然而,似乎巅峰即低估。當海倫斯的“可樂桶挑戰”火爆抖音的時候,當“野格配旺仔”、“威士忌配雪碧”、“網紅啤酒桶”成為新一代年輕人社交流量時,江小白似乎開始默默無聞起來,淡出了“年輕人們”的生活。
直到今年3月,江小白創始人陶石泉在個人微信公衆号上發布了《10年,活下來已經很不容易》一文,才讓給那群未曾忘卻、但是不再年輕的年輕人記起曾經初入酒桌的日子。但是,也讓我們感受到了一款“網紅産品”,錯過時代後,“生活”的艱難。
我們不曾知曉,年輕人對江小白是否曾經真正“喜歡過”。
但是,對于當下的江小白來說,就正如斯賓塞·約翰遜在《誰動了我的奶酪》裡寫道的那樣:事情發生了改變,就再也變不回原來的樣子了。我們現在遇到的情況就是這樣。這就是生活!生活在變化,日子在往前走,我們也應随之改變,而不是在原地躊躇不前。

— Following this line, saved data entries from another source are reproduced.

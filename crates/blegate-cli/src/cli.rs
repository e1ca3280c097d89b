//! Command-line interface definitions and parsing

use std::path::PathBuf;

use clap::{Parser, Subcommand};

#[derive(Parser, Debug)]
#[command(author, version, about, long_about = None)]
pub struct Cli {
    #[command(subcommand)]
    pub command: Commands,

    /// Enable verbose logging
    #[arg(short, long, global = true)]
    pub verbose: bool,

    /// Configuration file path (defaults to ./blegate.toml)
    #[arg(short, long, global = true)]
    pub config: Option<PathBuf>,
}

#[derive(Subcommand, Debug, PartialEq, Eq)]
pub enum Commands {
    /// Run the gateway until Ctrl-C
    Run {
        /// Read send requests from stdin
        #[arg(short, long)]
        interactive: bool,
    },
    /// Print an example configuration
    Config,
    /// Load and validate the configuration, then exit
    Check,
}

而當今逐漸失去年輕人的江小白,又能如何自救這面“年輕人”的概念招牌呢?
江氏奇迹:内容營銷下的“情感圈占” 江小白算是個奇迹嗎?從一個名不經傳的“酒圈”新人,在沒有任何背景的加持下,卻從國内數千家的白酒企業中“破格”而出,讓消費者知曉并認得,短短幾年,從千萬級營收到最巅峰的30億。
如果這樣看的話,算吧。
不過,江小白又不能與任意一家傳統老牌白酒企業相比較。
江小白的爆火更多的是源于其快消式思維的營銷,與自帶曆史厚重、年齡感的一衆老牌白酒反其道而行。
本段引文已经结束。